The workspaces/inferencePools resource type can be deployed with operations that target:
For a list of changed properties in each API version, see change log.
To create a Microsoft.MachineLearningServices/workspaces/inferencePools resource, add the following JSON to your template.
{
"type": "Microsoft.MachineLearningServices/workspaces/inferencePools",
"apiVersion": "2023-08-01-preview",
"name": "string",
"location": "string",
"tags": {
"tagName1": "tagValue1",
"tagName2": "tagValue2"
},
"sku": {
"capacity": "int",
"family": "string",
"name": "string",
"size": "string",
"tier": "string"
},
"kind": "string",
"identity": {
"type": "string",
"userAssignedIdentities": {
"{customized property}": {}
}
},
"properties": {
"codeConfiguration": {
"codeId": "string",
"scoringScript": "string"
},
"description": "string",
"environmentConfiguration": {
"environmentId": "string",
"environmentVariables": {
"{customized property}": "string"
},
"livenessProbe": {
"failureThreshold": "int",
"initialDelay": "string",
"period": "string",
"successThreshold": "int",
"timeout": "string"
},
"readinessProbe": {
"failureThreshold": "int",
"initialDelay": "string",
"period": "string",
"successThreshold": "int",
"timeout": "string"
},
"startupProbe": {
"failureThreshold": "int",
"initialDelay": "string",
"period": "string",
"successThreshold": "int",
"timeout": "string"
}
},
"modelConfiguration": {
"modelId": "string"
},
"nodeSkuType": "string",
"properties": {
"{customized property}": "string",
"{customized property}": "string",
"{customized property}": "string"
},
"requestConfiguration": {
"maxConcurrentRequestsPerInstance": "int",
"requestTimeout": "string"
}
}
}
Name | Description | Value |
---|---|---|
type | The resource type | 'Microsoft.MachineLearningServices/workspaces/inferencePools' |
apiVersion | The resource api version | '2023-08-01-preview' |
name | The resource name See how to set names and types for child resources in JSON ARM templates. |
string (required) |
location | The geo-location where the resource lives | string (required) |
tags | Resource tags. | Dictionary of tag names and values. See Tags in templates |
sku | Sku details required for ARM contract for Autoscaling. | Sku |
kind | Metadata used by portal/tooling/etc to render different UX experiences for resources of the same type. | string |
identity | Managed service identity (system assigned and/or user assigned identities) | ManagedServiceIdentity |
properties | [Required] Additional attributes of the entity. | InferencePoolProperties (required) |
Name | Description | Value |
---|---|---|
type | Type of managed service identity (where both SystemAssigned and UserAssigned types are allowed). | 'None' 'SystemAssigned' 'SystemAssigned,UserAssigned' 'UserAssigned' (required) |
userAssignedIdentities | The set of user assigned identities associated with the resource. The userAssignedIdentities dictionary keys will be ARM resource ids in the form: '/subscriptions/{subscriptionId}/resourceGroups/{resourceGroupName}/providers/Microsoft.ManagedIdentity/userAssignedIdentities/{identityName}. The dictionary values can be empty objects ({}) in requests. | UserAssignedIdentities |
Name | Description | Value |
---|---|---|
{customized property} | UserAssignedIdentity |
This object doesn't contain any properties to set during deployment. All properties are ReadOnly.

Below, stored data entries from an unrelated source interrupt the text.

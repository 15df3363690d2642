//! IR-to-C statement rendering
//!
//! One [`CFunction`] per emitted function. The IR does not annotate
//! temporaries with types, so a prepass walks the blocks once and
//! records the C type of every destination, plus the set of call
//! results that arrive wrapped in a return struct (functions with an
//! array result). After that, [`StmtRenderer`] calls map each
//! instruction to one C statement.
//!
//! Aggregate conventions:
//! - record arguments are passed by address, record parameters arrive
//!   as pointers and are accessed with `->`
//! - array parameters are declared in decayed form, so element access
//!   and `memcpy` read the same as for array locals
//! - array assignment is `memcpy`, sized from the destination

use rustc_hash::{FxHashMap, FxHashSet};
use vela_error::IResult;
use vela_ir::{BinaryOp, CastKind, CompareOp, Function, Instruction, IrType, Module, Value};

use crate::c_types::{c_decl, c_type};
use crate::flow::StmtRenderer;

/// Renders the body of one function as C statements
pub struct CFunction<'a> {
    func: &'a Function,
    module: &'a Module,
    /// Type of each temporary, from the prepass
    temp_types: FxHashMap<u32, IrType>,
    /// Call results held in a `{name}_ret` wrapper struct
    wrapped_calls: FxHashSet<u32>,
    /// Next id for temporaries synthesized during rendering
    next_synth: u32,
}

impl<'a> CFunction<'a> {
    pub fn new(module: &'a Module, func: &'a Function) -> Self {
        let mut temp_types = FxHashMap::default();
        let mut wrapped_calls = FxHashSet::default();
        let mut next_synth = 0u32;

        for block in &func.blocks {
            for instr in &block.instructions {
                if let Some(d) = instr.dest() {
                    next_synth = next_synth.max(d + 1);
                }
                match instr {
                    Instruction::Load { dest, ty, .. } => {
                        temp_types.insert(*dest, ty.clone());
                    }
                    Instruction::Binary { dest, left, right, .. } => {
                        let ty = known_type(&temp_types, func, left)
                            .or_else(|| known_type(&temp_types, func, right))
                            .unwrap_or(IrType::Int(64));
                        temp_types.insert(*dest, ty);
                    }
                    Instruction::Compare { dest, .. } | Instruction::Not { dest, .. } => {
                        temp_types.insert(*dest, IrType::BOOL);
                    }
                    Instruction::Neg { dest, value } => {
                        let ty = known_type(&temp_types, func, value).unwrap_or(IrType::Int(64));
                        temp_types.insert(*dest, ty);
                    }
                    Instruction::Call { dest: Some(d), func: callee, .. } => {
                        let ret = module
                            .get_function(callee)
                            .map(|f| f.return_type.clone())
                            .unwrap_or(IrType::Int(64));
                        if matches!(ret, IrType::Array(..)) {
                            wrapped_calls.insert(*d);
                        }
                        temp_types.insert(*d, ret);
                    }
                    Instruction::Cast { dest, to_type, .. } => {
                        temp_types.insert(*dest, to_type.clone());
                    }
                    Instruction::GetField { dest, struct_name, field_index, .. } => {
                        let ty = module
                            .get_struct(struct_name)
                            .and_then(|def| def.fields.get(*field_index))
                            .map(|f| f.ty.clone())
                            .unwrap_or(IrType::Int(64));
                        temp_types.insert(*dest, ty);
                    }
                    Instruction::GetElement { dest, base, .. } => {
                        let ty = element_type(&temp_types, func, base);
                        temp_types.insert(*dest, ty);
                    }
                    _ => {}
                }
            }
        }

        Self { func, module, temp_types, wrapped_calls, next_synth }
    }

    /// C expression text for a value
    pub fn render_value(&self, value: &Value) -> String {
        match value {
            Value::ConstInt(v) => render_int(*v),
            Value::ConstFloat(bits) => format!("{:?}", f64::from_bits(*bits)),
            Value::ConstBool(true) => "1".to_string(),
            Value::ConstBool(false) => "0".to_string(),
            Value::ConstNull => "NULL".to_string(),
            Value::Local(name) => name.clone(),
            Value::Param(idx) => self
                .func
                .params
                .get(*idx)
                .map(|(n, _)| n.clone())
                .unwrap_or_else(|| format!("arg{}", idx)),
            Value::Temp(id) if self.wrapped_calls.contains(id) => format!("t{}.f", id),
            Value::Temp(id) => format!("t{}", id),
        }
    }

    /// Type of a value, `int64_t` when nothing better is known
    pub fn value_type(&self, value: &Value) -> IrType {
        known_type(&self.temp_types, self.func, value).unwrap_or(IrType::Int(64))
    }

    fn temp_ty(&self, id: u32) -> IrType {
        self.temp_types.get(&id).cloned().unwrap_or(IrType::Int(64))
    }

    /// The object a load/store slot designates, as (text, type).
    /// Named locals are the object itself even when their type is a
    /// pointer; a pointer-typed parameter stands for the object
    /// behind it.
    fn place(&self, ptr: &Value) -> (String, IrType) {
        if let Value::Local(name) = ptr {
            let ty = self.func.local_type(name).cloned().unwrap_or(IrType::Int(64));
            return (name.clone(), ty);
        }
        match self.value_type(ptr) {
            IrType::Ptr(inner) => {
                // decayed array parameters are already the object
                let text = if matches!(inner.as_ref(), IrType::Array(..)) {
                    self.render_value(ptr)
                } else {
                    format!("(*{})", self.render_value(ptr))
                };
                (text, *inner)
            }
            ty => (self.render_value(ptr), ty),
        }
    }

    fn field_ref(&self, base: &Value, field: &str) -> String {
        let sep = if self.value_type(base).is_pointer() { "->" } else { "." };
        format!("{}{}{}", self.render_value(base), sep, field)
    }

    /// Declares temporary `dest` initialized from `src`
    fn define_temp(&self, dest: u32, ty: &IrType, src: &str) -> String {
        let name = format!("t{}", dest);
        if matches!(ty, IrType::Array(..)) {
            format!("{}; memcpy({}, {}, sizeof({}));", c_decl(ty, &name), name, src, name)
        } else {
            format!("{} = {};", c_decl(ty, &name), src)
        }
    }

    /// Assigns `src` into an existing place
    fn store_into(&self, ty: &IrType, dest: &str, src: &str) -> String {
        if matches!(ty, IrType::Array(..)) {
            format!("memcpy({}, {}, sizeof({}));", dest, src, dest)
        } else {
            format!("{} = {};", dest, src)
        }
    }

    fn call_arg(&self, value: &Value) -> String {
        match self.value_type(value) {
            // records go by address; arrays decay on their own
            IrType::Struct(_) => format!("&{}", self.render_value(value)),
            _ => self.render_value(value),
        }
    }
}

impl StmtRenderer for CFunction<'_> {
    fn render_instr(&mut self, instr: &Instruction) -> IResult<Option<String>> {
        let text = match instr {
            Instruction::Alloca { dest, ty } => Some(format!("{};", c_decl(ty, dest))),
            Instruction::Store { value, ptr } => {
                let (dest, ty) = self.place(ptr);
                Some(self.store_into(&ty, &dest, &self.render_value(value)))
            }
            Instruction::Load { dest, ptr, ty } => {
                let (src, _) = self.place(ptr);
                Some(self.define_temp(*dest, ty, &src))
            }
            Instruction::Binary { dest, op, left, right } => {
                let src = format!(
                    "{} {} {}",
                    self.render_value(left),
                    c_bin_op(*op),
                    self.render_value(right)
                );
                Some(self.define_temp(*dest, &self.temp_ty(*dest), &src))
            }
            Instruction::Compare { dest, op, left, right } => {
                let src = format!(
                    "{} {} {}",
                    self.render_value(left),
                    c_cmp_op(*op),
                    self.render_value(right)
                );
                Some(self.define_temp(*dest, &IrType::BOOL, &src))
            }
            Instruction::Not { dest, value } => {
                let src = format!("!({})", self.render_value(value));
                Some(self.define_temp(*dest, &self.temp_ty(*dest), &src))
            }
            Instruction::Neg { dest, value } => {
                let src = format!("-({})", self.render_value(value));
                Some(self.define_temp(*dest, &self.temp_ty(*dest), &src))
            }
            Instruction::Call { dest, func, args } => {
                let rendered: Vec<String> = args.iter().map(|a| self.call_arg(a)).collect();
                let call = format!("{}({})", func, rendered.join(", "));
                match dest {
                    Some(d) if self.wrapped_calls.contains(d) => {
                        Some(format!("{}_ret t{} = {};", func, d, call))
                    }
                    Some(d) => Some(self.define_temp(*d, &self.temp_ty(*d), &call)),
                    None => Some(format!("{};", call)),
                }
            }
            Instruction::Cast { dest, kind, value, to_type } => {
                let src = match kind {
                    CastKind::FpTruncChop => {
                        format!("__vela_trunc_f32({})", self.render_value(value))
                    }
                    _ => format!("({})({})", c_type(to_type), self.render_value(value)),
                };
                Some(self.define_temp(*dest, to_type, &src))
            }
            Instruction::GetField { dest, base, field_name, .. } => {
                let src = self.field_ref(base, field_name);
                Some(self.define_temp(*dest, &self.temp_ty(*dest), &src))
            }
            Instruction::SetField { base, struct_name, field_index, field_name, value } => {
                let ty = self
                    .module
                    .get_struct(struct_name)
                    .and_then(|def| def.fields.get(*field_index))
                    .map(|f| f.ty.clone())
                    .unwrap_or(IrType::Int(64));
                let dest = self.field_ref(base, field_name);
                Some(self.store_into(&ty, &dest, &self.render_value(value)))
            }
            Instruction::GetElement { dest, base, index } => {
                let src = format!("{}[{}]", self.render_value(base), self.render_value(index));
                Some(self.define_temp(*dest, &self.temp_ty(*dest), &src))
            }
            Instruction::SetElement { base, index, value } => {
                let ty = element_type(&self.temp_types, self.func, base);
                let dest = format!("{}[{}]", self.render_value(base), self.render_value(index));
                Some(self.store_into(&ty, &dest, &self.render_value(value)))
            }
            Instruction::Comment(text) => Some(format!("/* {} */", text)),
            // terminators are the flow graph's business
            _ => None,
        };
        Ok(text)
    }

    fn switch_expr_text(&mut self, disc: &Value) -> String {
        let text = self.render_value(disc);
        match self.value_type(disc).int_bits() {
            Some(bits) if bits < 64 => format!("(int64_t){}", text),
            _ => text,
        }
    }

    fn wrap_array_return(&mut self, value: &Value) -> Option<(Vec<String>, Value)> {
        if !matches!(self.value_type(value), IrType::Array(..)) {
            return None;
        }
        let tmp = format!("t{}", self.next_synth);
        self.next_synth += 1;
        let wrap = format!("{}_ret", self.func.name);
        let stmts = vec![
            format!("{} {};", wrap, tmp),
            format!("memcpy({}.f, {}, sizeof({}.f));", tmp, self.render_value(value), tmp),
        ];
        Some((stmts, Value::local(tmp)))
    }
}

/// Type of a value when the context determines one. Integer literals
/// have no inherent width and report `None`.
fn known_type(temps: &FxHashMap<u32, IrType>, func: &Function, value: &Value) -> Option<IrType> {
    match value {
        Value::ConstInt(_) => None,
        Value::ConstFloat(_) => Some(IrType::Float(64)),
        Value::ConstBool(_) => Some(IrType::BOOL),
        Value::ConstNull => Some(IrType::ptr_to(IrType::Void)),
        Value::Local(name) => func.local_type(name).cloned(),
        Value::Param(idx) => func.param_type(*idx).cloned(),
        Value::Temp(id) => temps.get(id).cloned(),
    }
}

/// Element type behind an indexing base: arrays directly, pointers to
/// arrays (parameters) and pointers to elements (unconstrained data
/// fields) through one level of indirection.
fn element_type(temps: &FxHashMap<u32, IrType>, func: &Function, base: &Value) -> IrType {
    match known_type(temps, func, base) {
        Some(IrType::Array(elem, _)) => *elem,
        Some(IrType::Ptr(inner)) => match *inner {
            IrType::Array(elem, _) => *elem,
            other => other,
        },
        Some(other) => other,
        None => IrType::Int(64),
    }
}

fn render_int(v: i64) -> String {
    if v == i64::MIN {
        // the magnitude does not fit a long long literal
        "(-9223372036854775807LL - 1)".to_string()
    } else if v > i64::from(i32::MAX) || v < i64::from(i32::MIN) {
        format!("{}LL", v)
    } else {
        format!("{}", v)
    }
}

fn c_bin_op(op: BinaryOp) -> &'static str {
    match op {
        BinaryOp::Add => "+",
        BinaryOp::Sub => "-",
        BinaryOp::Mul => "*",
        BinaryOp::Div => "/",
        BinaryOp::Rem => "%",
        BinaryOp::And => "&",
        BinaryOp::Or => "|",
        BinaryOp::Xor => "^",
        BinaryOp::Shl => "<<",
        BinaryOp::Shr => ">>",
    }
}

fn c_cmp_op(op: CompareOp) -> &'static str {
    match op {
        CompareOp::Eq => "==",
        CompareOp::Ne => "!=",
        CompareOp::Lt => "<",
        CompareOp::Le => "<=",
        CompareOp::Gt => ">",
        CompareOp::Ge => ">=",
    }
}
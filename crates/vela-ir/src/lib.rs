//! vela-ir - Intermediate Representation of the Vela compiler
//!
//! A low-level basic-block representation that:
//! - Keeps one terminator per block (`Return`, `Branch`, `CondBranch`,
//!   `Switch`)
//! - Addresses blocks by `BlockId` index, not label
//! - Records a debug location per emitted instruction
//!
//! # Architecture
//!
//! ```text
//! Typed AST (vela-front)
//!         ↓
//!    [Lowering] (vela-lower)
//!         ↓
//!   IR Module
//!   ├── Structs
//!   └── Functions
//!       ├── Basic Blocks
//!       │   └── Instructions
//!       └── Local Variables
//!         ↓
//!    [Codegen] (vela-codegen)
//!         ↓
//!   C source
//! ```

pub mod instruction;
pub mod module;
pub mod types;

pub use instruction::{BinaryOp, CastKind, CompareOp, Instruction, Value};
pub use module::{BasicBlock, BlockId, Function, Module};
pub use types::{IrType, StructDef, StructField};
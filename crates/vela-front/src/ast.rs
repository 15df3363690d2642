//! Typed AST - the resolved tree the Vela front end hands to the back end
//!
//! Name resolution and type checking already happened; every expression
//! carries the `TypeId` the checker gave it, plus the source line and
//! column for diagnostics and debug locations.

use crate::types::{TypeId, TypeTable};
use serde::{Deserialize, Serialize};

/// A compilation unit (one Vela package body)
#[derive(Debug, Clone, Serialize, Deserialize)]
pub struct Unit {
    pub name: String,
    pub types: TypeTable,
    pub functions: Vec<FunctionDecl>,
}

impl Unit {
    pub fn new(name: impl Into<String>) -> Self {
        Self {
            name: name.into(),
            types: TypeTable::new(),
            functions: Vec::new(),
        }
    }
}

/// Function (or procedure, when `ret` is `None`) declaration
#[derive(Debug, Clone, Serialize, Deserialize)]
pub struct FunctionDecl {
    pub name: String,
    pub params: Vec<Param>,
    pub ret: Option<TypeId>,
    pub locals: Vec<LocalDecl>,
    pub body: Vec<Stmt>,
}

impl FunctionDecl {
    pub fn new(name: impl Into<String>, ret: Option<TypeId>) -> Self {
        Self {
            name: name.into(),
            params: Vec::new(),
            ret,
            locals: Vec::new(),
            body: Vec::new(),
        }
    }

    pub fn with_param(mut self, name: impl Into<String>, ty: TypeId) -> Self {
        self.params.push(Param { name: name.into(), ty });
        self
    }

    pub fn with_local(mut self, name: impl Into<String>, ty: TypeId) -> Self {
        self.locals.push(LocalDecl { name: name.into(), ty, init: None });
        self
    }

    pub fn with_body(mut self, body: Vec<Stmt>) -> Self {
        self.body = body;
        self
    }
}

/// Function parameter
#[derive(Debug, Clone, Serialize, Deserialize)]
pub struct Param {
    pub name: String,
    pub ty: TypeId,
}

/// Local object declaration, optionally initialized
#[derive(Debug, Clone, Serialize, Deserialize)]
pub struct LocalDecl {
    pub name: String,
    pub ty: TypeId,
    pub init: Option<Expr>,
}

/// Statements
#[derive(Debug, Clone, Serialize, Deserialize)]
pub enum Stmt {
    /// `target := value;`
    Assign { target: Expr, value: Expr },

    /// `if c1 then ... elsif c2 then ... else ... end if;`
    /// One arm per condition, in source order.
    If {
        arms: Vec<(Expr, Vec<Stmt>)>,
        else_branch: Option<Vec<Stmt>>,
    },

    /// `case selector is when 1 | 2 => ... when others => ... end case;`
    Case {
        selector: Expr,
        alts: Vec<(Vec<i64>, Vec<Stmt>)>,
        default: Option<Vec<Stmt>>,
    },

    /// `while cond loop ... end loop;`
    While { cond: Expr, body: Vec<Stmt> },

    /// `return;` or `return expr;`
    Return(Option<Expr>),

    /// Procedure call as a statement
    Call(Expr),

    /// `null;`
    Null,
}

/// Binary arithmetic and logic operators
#[derive(Debug, Clone, Copy, PartialEq, Eq, Serialize, Deserialize)]
pub enum BinOp {
    Add,
    Sub,
    Mul,
    Div,
    Rem,
    And,
    Or,
}

/// Comparison operators
#[derive(Debug, Clone, Copy, PartialEq, Eq, Serialize, Deserialize)]
pub enum CmpOp {
    Eq,
    Ne,
    Lt,
    Le,
    Gt,
    Ge,
}

/// A typed expression with its source position
#[derive(Debug, Clone, Serialize, Deserialize)]
pub struct Expr {
    pub kind: ExprKind,
    /// Type the checker resolved for this node
    pub ty: TypeId,
    pub line: u32,
    pub column: u32,
}

impl Expr {
    pub fn new(kind: ExprKind, ty: TypeId) -> Self {
        Self { kind, ty, line: 0, column: 0 }
    }

    /// Attaches a source position (builder style, for tests)
    pub fn at(mut self, line: u32, column: u32) -> Self {
        self.line = line;
        self.column = column;
        self
    }

    pub fn int(value: i64, ty: TypeId) -> Self {
        Self::new(ExprKind::IntLit(value), ty)
    }

    pub fn float(value: f64, ty: TypeId) -> Self {
        Self::new(ExprKind::FloatLit(value), ty)
    }

    pub fn boolean(value: bool, ty: TypeId) -> Self {
        Self::new(ExprKind::BoolLit(value), ty)
    }

    pub fn name(name: impl Into<String>, ty: TypeId) -> Self {
        Self::new(ExprKind::Name(name.into()), ty)
    }

    pub fn binary(op: BinOp, lhs: Expr, rhs: Expr, ty: TypeId) -> Self {
        Self::new(
            ExprKind::Binary { op, lhs: Box::new(lhs), rhs: Box::new(rhs) },
            ty,
        )
    }

    pub fn compare(op: CmpOp, lhs: Expr, rhs: Expr, ty: TypeId) -> Self {
        Self::new(
            ExprKind::Compare { op, lhs: Box::new(lhs), rhs: Box::new(rhs) },
            ty,
        )
    }

    pub fn convert(to: TypeId, operand: Expr) -> Self {
        Self::new(
            ExprKind::Convert {
                to,
                operand: Box::new(operand),
                unchecked: false,
                overflow_check: false,
            },
            to,
        )
    }

    /// Conversion with a runtime range check requested
    pub fn convert_checked(to: TypeId, operand: Expr) -> Self {
        Self::new(
            ExprKind::Convert {
                to,
                operand: Box::new(operand),
                unchecked: false,
                overflow_check: true,
            },
            to,
        )
    }

    pub fn field(base: Expr, field: impl Into<String>, ty: TypeId) -> Self {
        Self::new(
            ExprKind::FieldSelect { base: Box::new(base), field: field.into() },
            ty,
        )
    }

    pub fn index(base: Expr, index: Expr, ty: TypeId) -> Self {
        Self::new(
            ExprKind::Index { base: Box::new(base), index: Box::new(index) },
            ty,
        )
    }
}

/// Expression kinds
#[derive(Debug, Clone, Serialize, Deserialize)]
pub enum ExprKind {
    /// Integer literal
    IntLit(i64),
    /// Float literal
    FloatLit(f64),
    /// `True` / `False`
    BoolLit(bool),
    /// Enumeration literal, stored as its 0-based ordinal
    EnumLit(u32),
    /// `null` of an access type
    NullLit,
    /// Reference to a parameter or local
    Name(String),
    /// `lhs op rhs`
    Binary {
        op: BinOp,
        lhs: Box<Expr>,
        rhs: Box<Expr>,
    },
    /// `lhs op rhs` yielding Boolean
    Compare {
        op: CmpOp,
        lhs: Box<Expr>,
        rhs: Box<Expr>,
    },
    /// `not e`
    Not(Box<Expr>),
    /// `-e`
    Neg(Box<Expr>),
    /// `base.field`
    FieldSelect { base: Box<Expr>, field: String },
    /// `base(index)`
    Index { base: Box<Expr>, index: Box<Expr> },
    /// `Target(operand)` type conversion. `unchecked` suppresses all
    /// checks; `overflow_check` requests a range check. The front end
    /// never sets both.
    Convert {
        to: TypeId,
        operand: Box<Expr>,
        unchecked: bool,
        overflow_check: bool,
    },
    /// `callee(args)`
    Call { callee: String, args: Vec<Expr> },
}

Name | Description | Value |
---|---|---|
codeConfiguration | Code configuration for the inference pool. | CodeConfiguration |
description | Description of the resource. | string |
environmentConfiguration | EnvironmentConfiguration for the inference pool. | PoolEnvironmentConfiguration |
modelConfiguration | ModelConfiguration for the inference pool. | PoolModelConfiguration |
nodeSkuType | [Required] Compute instance type. | string (required) Constraints: Min length = 1 Pattern = [a-zA-Z0-9_] |
properties | Property dictionary. Properties can be added, but not removed or altered. | PropertiesBaseProperties |
requestConfiguration | Request configuration for the inference pool. | RequestConfiguration |
Name | Description | Value |
---|---|---|
codeId | ARM resource ID of the code asset. | string |
scoringScript | [Required] The script to execute on startup. eg. "score.py" | string (required) Constraints: Min length = 1 Pattern = [a-zA-Z0-9_] |
Name | Description | Value |
---|---|---|
environmentId | ARM resource ID of the environment specification for the inference pool. | string |
environmentVariables | Environment variables configuration for the inference pool. | PoolEnvironmentConfigurationEnvironmentVariables |
livenessProbe | Liveness probe monitors the health of the container regularly. | ProbeSettings |
readinessProbe | Readiness probe validates if the container is ready to serve traffic. The properties and defaults are the same as liveness probe. | ProbeSettings |
startupProbe | This verifies whether the application within a container is started. Startup probes run before any other probe, and, unless it finishes successfully, disables other probes. | ProbeSettings |
Name | Description | Value |
---|---|---|
{customized property} | string |
Name | Description | Value |
---|---|---|
failureThreshold | The number of failures to allow before returning an unhealthy status. | int |
initialDelay | The delay before the first probe in ISO 8601 format. | string |
period | The length of time between probes in ISO 8601 format. | string |
successThreshold | The number of successful probes before returning a healthy status. | int |
timeout | The probe timeout in ISO 8601 format. | string |
Name | Description | Value |
---|---|---|
modelId | The URI path to the model. | string |
Name | Description | Value |
---|---|---|
{customized property} | string | |
{customized property} | string | |
{customized property} | string |
Name | Description | Value |
---|---|---|
maxConcurrentRequestsPerInstance | The number of maximum concurrent requests per node allowed per deployment. Defaults to 1. | int |
requestTimeout | The scoring timeout in ISO 8601 format. Defaults to 5000ms. |
string |
Name | Description | Value |
---|---|---|
capacity | If the SKU supports scale out/in then the capacity integer should be included. If scale out/in is not possible for the resource this may be omitted. | int |
family | If the service has different generations of hardware, for the same SKU, then that can be captured here. | string |
name | The name of the SKU. Ex - P3. It is typically a letter+number code | string (required) |
size | The SKU size. When the name field is the combination of tier and some other value, this would be the standalone code. | string |
tier | This field is required to be implemented by the Resource Provider if the service has more than one tier, but is not required on a PUT. | 'Basic' 'Free' 'Premium' 'Standard' |